Scientific and Religious Journal

Vol. 1. No 4.

April, 1880.


Is There A Counterfeit Without A Genuine? Design In Nature. An Atheist Is A Fool. Blunder On And Blunder On It Is Human To Blunder. Draper's Conflict Between Religion And Science. Facts Speak Louder Than Words, Or What Christianity Has Done For Cannibals. Are We Simply Animals? Our Relations To The Ancient Law And Prophets What Are They? The Funeral Services Of The National Liberal League. Huxley's Paradox. The Triumphing Reign Of Light.

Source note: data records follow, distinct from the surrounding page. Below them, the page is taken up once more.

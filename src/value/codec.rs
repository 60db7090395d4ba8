//! Typed value codecs
//!
//! Fixed-layout encode/decode function pairs, one pair per supported value
//! kind. Each function produces or consumes a self-contained byte sequence
//! suitable as a record's payload. Encoding never fails; decoding fails only
//! when the byte sequence does not have the exact expected shape. All
//! multi-byte fields are little-endian.

use crate::error::{Result, SaveError};

use super::types::{Quat, Rotator, Transform, Vec3};

/// Encoded size of a [`Vec3`] or [`Rotator`] payload
pub const VEC3_SIZE: usize = 12;

/// Encoded size of a [`Transform`] payload: 3 + 4 + 3 floats
pub const TRANSFORM_SIZE: usize = 40;

// =============================================================================
// Primitives
// =============================================================================

/// Encode a 32-bit float to 4 bytes
pub fn encode_f32(value: f32) -> Vec<u8> {
    value.to_le_bytes().to_vec()
}

/// Decode a 32-bit float from exactly 4 bytes
pub fn decode_f32(bytes: &[u8]) -> Result<f32> {
    let arr: [u8; 4] = bytes
        .try_into()
        .map_err(|_| wrong_len("f32", 4, bytes.len()))?;
    Ok(f32::from_le_bytes(arr))
}

/// Encode a boolean to a single byte (0 or 1)
pub fn encode_bool(value: bool) -> Vec<u8> {
    vec![value as u8]
}

/// Decode a boolean from exactly 1 byte; any nonzero byte is `true`
pub fn decode_bool(bytes: &[u8]) -> Result<bool> {
    match bytes {
        [b] => Ok(*b != 0),
        _ => Err(wrong_len("bool", 1, bytes.len())),
    }
}

/// Encode a 32-bit signed integer to 4 bytes
pub fn encode_i32(value: i32) -> Vec<u8> {
    value.to_le_bytes().to_vec()
}

/// Decode a 32-bit signed integer from exactly 4 bytes
pub fn decode_i32(bytes: &[u8]) -> Result<i32> {
    let arr: [u8; 4] = bytes
        .try_into()
        .map_err(|_| wrong_len("i32", 4, bytes.len()))?;
    Ok(i32::from_le_bytes(arr))
}

// =============================================================================
// Text
// =============================================================================

/// Encode text as a u32 length prefix followed by UTF-8 bytes
pub fn encode_text(value: &str) -> Vec<u8> {
    let mut bytes = Vec::with_capacity(4 + value.len());
    bytes.extend_from_slice(&(value.len() as u32).to_le_bytes());
    bytes.extend_from_slice(value.as_bytes());
    bytes
}

/// Decode length-prefixed UTF-8 text
///
/// The declared length must match the remaining payload exactly; a prefix
/// that overshoots or undershoots the buffer is a decode failure.
pub fn decode_text(bytes: &[u8]) -> Result<String> {
    if bytes.len() < 4 {
        return Err(SaveError::ValueDecode(format!(
            "text payload too short for length prefix: {} bytes",
            bytes.len()
        )));
    }

    let declared = u32::from_le_bytes(bytes[0..4].try_into().unwrap()) as usize;
    let remaining = bytes.len() - 4;

    if declared != remaining {
        return Err(SaveError::ValueDecode(format!(
            "text length prefix {} does not match {} remaining bytes",
            declared, remaining
        )));
    }

    String::from_utf8(bytes[4..].to_vec())
        .map_err(|e| SaveError::ValueDecode(format!("text is not valid UTF-8: {}", e)))
}

// =============================================================================
// Enumerations
// =============================================================================

/// Width of an enumeration payload
#[derive(Debug, Clone, Copy, PartialEq, Eq)]
pub enum EnumWidth {
    U8,
    U16,
    U32,
    U64,
}

impl EnumWidth {
    /// Payload size in bytes for this width
    pub fn byte_len(&self) -> usize {
        match self {
            EnumWidth::U8 => 1,
            EnumWidth::U16 => 2,
            EnumWidth::U32 => 4,
            EnumWidth::U64 => 8,
        }
    }

    /// Infer the width an encoder used from its payload length
    pub fn from_byte_len(len: usize) -> Option<Self> {
        match len {
            1 => Some(EnumWidth::U8),
            2 => Some(EnumWidth::U16),
            4 => Some(EnumWidth::U32),
            8 => Some(EnumWidth::U64),
            _ => None,
        }
    }
}

/// Encode an 8-bit enumeration value
pub fn encode_enum_u8(value: u8) -> Vec<u8> {
    vec![value]
}

/// Decode an 8-bit enumeration value from exactly 1 byte
pub fn decode_enum_u8(bytes: &[u8]) -> Result<u8> {
    match bytes {
        [b] => Ok(*b),
        _ => Err(wrong_len("u8 enum", 1, bytes.len())),
    }
}

/// Encode a 16-bit enumeration value
pub fn encode_enum_u16(value: u16) -> Vec<u8> {
    value.to_le_bytes().to_vec()
}

/// Decode a 16-bit enumeration value from exactly 2 bytes
pub fn decode_enum_u16(bytes: &[u8]) -> Result<u16> {
    let arr: [u8; 2] = bytes
        .try_into()
        .map_err(|_| wrong_len("u16 enum", 2, bytes.len()))?;
    Ok(u16::from_le_bytes(arr))
}

/// Encode a 32-bit enumeration value
pub fn encode_enum_u32(value: u32) -> Vec<u8> {
    value.to_le_bytes().to_vec()
}

/// Decode a 32-bit enumeration value from exactly 4 bytes
pub fn decode_enum_u32(bytes: &[u8]) -> Result<u32> {
    let arr: [u8; 4] = bytes
        .try_into()
        .map_err(|_| wrong_len("u32 enum", 4, bytes.len()))?;
    Ok(u32::from_le_bytes(arr))
}

/// Encode a 64-bit enumeration value
pub fn encode_enum_u64(value: u64) -> Vec<u8> {
    value.to_le_bytes().to_vec()
}

/// Decode a 64-bit enumeration value from exactly 8 bytes
pub fn decode_enum_u64(bytes: &[u8]) -> Result<u64> {
    let arr: [u8; 8] = bytes
        .try_into()
        .map_err(|_| wrong_len("u64 enum", 8, bytes.len()))?;
    Ok(u64::from_le_bytes(arr))
}

// =============================================================================
// Spatial Types
// =============================================================================

/// Encode a vector as three consecutive floats
pub fn encode_vec3(value: &Vec3) -> Vec<u8> {
    let mut bytes = Vec::with_capacity(VEC3_SIZE);
    bytes.extend_from_slice(&value.x.to_le_bytes());
    bytes.extend_from_slice(&value.y.to_le_bytes());
    bytes.extend_from_slice(&value.z.to_le_bytes());
    bytes
}

/// Decode a vector from exactly 12 bytes
pub fn decode_vec3(bytes: &[u8]) -> Result<Vec3> {
    if bytes.len() != VEC3_SIZE {
        return Err(wrong_len("Vec3", VEC3_SIZE, bytes.len()));
    }
    Ok(Vec3::new(f32_at(bytes, 0), f32_at(bytes, 4), f32_at(bytes, 8)))
}

/// Encode a rotator as pitch, yaw, roll floats
pub fn encode_rotator(value: &Rotator) -> Vec<u8> {
    let mut bytes = Vec::with_capacity(VEC3_SIZE);
    bytes.extend_from_slice(&value.pitch.to_le_bytes());
    bytes.extend_from_slice(&value.yaw.to_le_bytes());
    bytes.extend_from_slice(&value.roll.to_le_bytes());
    bytes
}

/// Decode a rotator from exactly 12 bytes
pub fn decode_rotator(bytes: &[u8]) -> Result<Rotator> {
    if bytes.len() != VEC3_SIZE {
        return Err(wrong_len("Rotator", VEC3_SIZE, bytes.len()));
    }
    Ok(Rotator::new(
        f32_at(bytes, 0),
        f32_at(bytes, 4),
        f32_at(bytes, 8),
    ))
}

/// Encode a transform as translation, rotation quaternion, scale
///
/// Layout: translation x/y/z, rotation x/y/z/w, scale x/y/z (ten floats,
/// 40 bytes).
pub fn encode_transform(value: &Transform) -> Vec<u8> {
    let mut bytes = Vec::with_capacity(TRANSFORM_SIZE);
    bytes.extend_from_slice(&encode_vec3(&value.translation));
    bytes.extend_from_slice(&value.rotation.x.to_le_bytes());
    bytes.extend_from_slice(&value.rotation.y.to_le_bytes());
    bytes.extend_from_slice(&value.rotation.z.to_le_bytes());
    bytes.extend_from_slice(&value.rotation.w.to_le_bytes());
    bytes.extend_from_slice(&encode_vec3(&value.scale));
    bytes
}

/// Decode a transform from exactly 40 bytes
pub fn decode_transform(bytes: &[u8]) -> Result<Transform> {
    if bytes.len() != TRANSFORM_SIZE {
        return Err(wrong_len("Transform", TRANSFORM_SIZE, bytes.len()));
    }

    let translation = Vec3::new(f32_at(bytes, 0), f32_at(bytes, 4), f32_at(bytes, 8));
    let rotation = Quat::new(
        f32_at(bytes, 12),
        f32_at(bytes, 16),
        f32_at(bytes, 20),
        f32_at(bytes, 24),
    );
    let scale = Vec3::new(f32_at(bytes, 28), f32_at(bytes, 32), f32_at(bytes, 36));

    Ok(Transform::new(translation, rotation, scale))
}

// =============================================================================
// Private Helpers
// =============================================================================

/// Read a float at a fixed offset; the caller has already checked the length
fn f32_at(bytes: &[u8], offset: usize) -> f32 {
    f32::from_le_bytes(bytes[offset..offset + 4].try_into().unwrap())
}

fn wrong_len(kind: &str, expected: usize, got: usize) -> SaveError {
    SaveError::ValueDecode(format!(
        "expected {} bytes for {}, got {}",
        expected, kind, got
    ))
}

My object in this lesson is to present the myths, the ancient, fictitious and fanciful narratives concerning the gods, in such a manner as to enable you to see the utter absurdity of the idea that the religion of the Bible is of mythical origin. Myths are fictitious narratives, having an analogy more or less remote to something real. From this definition you discover that a myth is always a counterfeit, and as such always appears in evidence in favor of something more or less remote, that is true. Now, if the Bible had a mythical origin, it sustains some analogy to something found in the mythical or fictitious and fanciful narratives concerning the gods, and is therefore the myth of a myth; the counterfeit of a counterfeit. If such be the truth in the case, where do we find the origin of the myths from which "Bible myths" have descended? Is it found in the true God presiding over the elements of nature and the destinies of men, as well as the events of creation and providence? Or, can it be possible that we have many counterfeits without a genuine ? Many myths sustaining no analogy, either near or remote, to anything real? It is an absurdity, destructive of the term employed, because myths cease to be myths without some near or remote relation to realities. They must sustain some analogy to something real. And counterfeits also cease to be counterfeits when it is shown that they sustain no relation, through analogy or likeness, to anything that is genuine. In the mythical systems of olden times we have, in the midst of a vast deal of false and fanciful narrative concerning subordinate and secondary gods, evidence of a supreme God presiding over all things; and the secondary gods performing many things which belonged to the province of the "Almighty One," with many degrading, vile and corrupting habits.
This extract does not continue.